Chaining more also works nicely: "You are what what what you eat eats eats," or, "You are what what what what what what you eat eats eats eats eats eats," and so on. All of which are true in some small proportion, of course.
Yep, a couple. First one, if the mum eats anything spicy, it gets passed on through the milk and the kid gets colicky. Secondly, one of ours has a milk protein allergy. If the mum drinks cow's milk, the baby gets nasty nappy rash. Both completely repeatable, and tried enough times to go beyond anecdata (imnsho).

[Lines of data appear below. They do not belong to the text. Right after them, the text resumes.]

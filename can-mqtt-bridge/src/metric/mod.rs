//! Metric model
//!
//! Published-value records and their grouping by CAN message identity.
//! Group and metric back-references into signal-definition data are
//! handles (arena index plus lookup keys), never owning references.

pub mod database;

pub use database::{MetricDatabase, SelectedMetric};

use serde::Serialize;
use std::collections::BTreeMap;

/// Arena index of a parsed signal-definition file
pub type DbcFileId = usize;

/// Handle to a specific signal definition feeding a metric
#[derive(Debug, Clone, PartialEq, Eq)]
pub struct SignalRef {
    /// Arena index of the owning definition file
    pub dbc_file: DbcFileId,
    /// Message identity within that file's network
    pub message: u32,
    /// Signal name within the message
    pub signal: String,
}

/// Data type of a metric value
#[derive(Debug, Clone, Copy, PartialEq, Eq, Default)]
pub enum MetricType {
    #[default]
    Unknown,
    Boolean,
    Int8,
    Int16,
    Int32,
    Int64,
    UInt8,
    UInt16,
    UInt32,
    UInt64,
    Float,
    Double,
    Text,
}

impl MetricType {
    /// True for the signed integer family
    pub fn is_signed(&self) -> bool {
        matches!(
            self,
            MetricType::Int8 | MetricType::Int16 | MetricType::Int32 | MetricType::Int64
        )
    }

    /// True for the unsigned integer family
    pub fn is_unsigned(&self) -> bool {
        matches!(
            self,
            MetricType::UInt8 | MetricType::UInt16 | MetricType::UInt32 | MetricType::UInt64
        )
    }

    /// True for the floating-point family
    pub fn is_floating(&self) -> bool {
        matches!(self, MetricType::Float | MetricType::Double)
    }
}

/// Current value of a metric
///
/// Serializes as the plain scalar, so JSON payloads carry `42`, `3.5`,
/// `true` or `"Off"` rather than a tagged object.
#[derive(Debug, Clone, PartialEq, Serialize)]
#[serde(untagged)]
pub enum MetricValue {
    Integer(i64),
    Unsigned(u64),
    Double(f64),
    Boolean(bool),
    Text(String),
}

impl Default for MetricValue {
    fn default() -> Self {
        MetricValue::Text(String::new())
    }
}

/// A named string property attached to a metric (bits, enumerate, min, max)
#[derive(Debug, Clone, PartialEq, Eq)]
pub struct MetricProperty {
    pub name: String,
    pub value: String,
}

impl MetricProperty {
    pub fn new(name: impl Into<String>, value: impl Into<String>) -> Self {
        Self {
            name: name.into(),
            value: value.into(),
        }
    }
}

/// A published-value record fed by one CAN signal
#[derive(Debug, Clone, Default)]
pub struct Metric {
    name: String,
    group_identity: i64,
    group_name: String,
    description: String,
    unit: String,
    data_type: MetricType,
    properties: BTreeMap<String, MetricProperty>,
    value: MetricValue,
    valid: bool,
    updated: bool,
    selected: bool,
    signal: Option<SignalRef>,
}

impl Metric {
    pub(crate) fn new(name: impl Into<String>, group_identity: i64, group_name: impl Into<String>) -> Self {
        Self {
            name: name.into(),
            group_identity,
            group_name: group_name.into(),
            ..Default::default()
        }
    }

    pub fn name(&self) -> &str {
        &self.name
    }

    /// Identity of the owning group (CAN message identity)
    pub fn group_identity(&self) -> i64 {
        self.group_identity
    }

    /// Name of the owning group (CAN message name)
    pub fn group_name(&self) -> &str {
        &self.group_name
    }

    pub fn description(&self) -> &str {
        &self.description
    }

    pub fn set_description(&mut self, description: impl Into<String>) {
        self.description = description.into();
    }

    pub fn unit(&self) -> &str {
        &self.unit
    }

    pub fn set_unit(&mut self, unit: impl Into<String>) {
        self.unit = unit.into();
    }

    pub fn data_type(&self) -> MetricType {
        self.data_type
    }

    pub fn set_data_type(&mut self, data_type: MetricType) {
        self.data_type = data_type;
    }

    /// Add or replace a property (idempotent by property name)
    pub fn add_property(&mut self, property: MetricProperty) {
        self.properties.insert(property.name.clone(), property);
    }

    pub fn property(&self, name: &str) -> Option<&MetricProperty> {
        self.properties.get(name)
    }

    pub fn properties(&self) -> impl Iterator<Item = &MetricProperty> {
        self.properties.values()
    }

    pub fn value(&self) -> &MetricValue {
        &self.value
    }

    /// Store a new value, marking the metric updated if it changed
    pub fn set_value(&mut self, value: MetricValue) {
        if self.value != value {
            self.value = value;
            self.updated = true;
        }
    }

    pub fn is_valid(&self) -> bool {
        self.valid
    }

    pub fn set_valid(&mut self, valid: bool) {
        self.valid = valid;
    }

    /// True if the value changed since the last publish
    pub fn is_updated(&self) -> bool {
        self.updated
    }

    pub(crate) fn clear_updated(&mut self) {
        self.updated = false;
    }

    pub fn is_selected(&self) -> bool {
        self.selected
    }

    pub fn set_selected(&mut self, selected: bool) {
        self.selected = selected;
    }

    /// Signal definition feeding this metric, set once (first writer wins)
    pub fn signal(&self) -> Option<&SignalRef> {
        self.signal.as_ref()
    }

    pub(crate) fn set_signal(&mut self, signal: SignalRef) {
        if self.signal.is_none() {
            self.signal = Some(signal);
        }
    }
}

/// One group per CAN message identity known to the metric database
#[derive(Debug, Clone)]
pub struct MetricGroup {
    identity: i64,
    name: String,
    description: String,
    dbc_file: Option<DbcFileId>,
    pub(crate) metrics: BTreeMap<String, Metric>,
}

impl MetricGroup {
    pub(crate) fn new(name: impl Into<String>, identity: i64) -> Self {
        Self {
            identity,
            name: name.into(),
            description: String::new(),
            dbc_file: None,
            metrics: BTreeMap::new(),
        }
    }

    pub fn identity(&self) -> i64 {
        self.identity
    }

    pub fn name(&self) -> &str {
        &self.name
    }

    pub fn description(&self) -> &str {
        &self.description
    }

    pub fn set_description(&mut self, description: impl Into<String>) {
        self.description = description.into();
    }

    /// Definition file that first described this identity
    pub fn dbc_file(&self) -> Option<DbcFileId> {
        self.dbc_file
    }

    pub(crate) fn set_dbc_file(&mut self, file: DbcFileId) {
        if self.dbc_file.is_none() {
            self.dbc_file = Some(file);
        }
    }

    pub fn metric(&self, name: &str) -> Option<&Metric> {
        self.metrics.get(name)
    }

    pub fn metrics(&self) -> impl Iterator<Item = &Metric> {
        self.metrics.values()
    }

    pub fn metrics_mut(&mut self) -> impl Iterator<Item = &mut Metric> {
        self.metrics.values_mut()
    }
}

I still distinctly remember milk sickness being used as the "story" behind some experiments they had us do in early science classes in middle or high school. Basically, a teenager was sick/had died and we had to figure out where the milk came from(then the experiment was to study density of different plastics to determine which dairy had bottled it). One thing that stood out to me was that the parents in the story described the victim's breathe as smelling like nail polish. One of the symptoms is the build up of ketone bodies like acetone, which might be noticeable in the breathe.
tldr;
Finally, in 1928, researchers at the U.S. Department of Agriculture, led by Dr. James Couch, isolated from white snakeroot a highly complex alcohol they named tremetol, and the American Medical Association recognized that Eupatorium rugosum was the cause of the milk sickness. The culprit plant had, finally, been officially discovered. As this information spread throughout the medical and agricultural communities, fencing laws and supervised milk production largely solved the milk sickness problem.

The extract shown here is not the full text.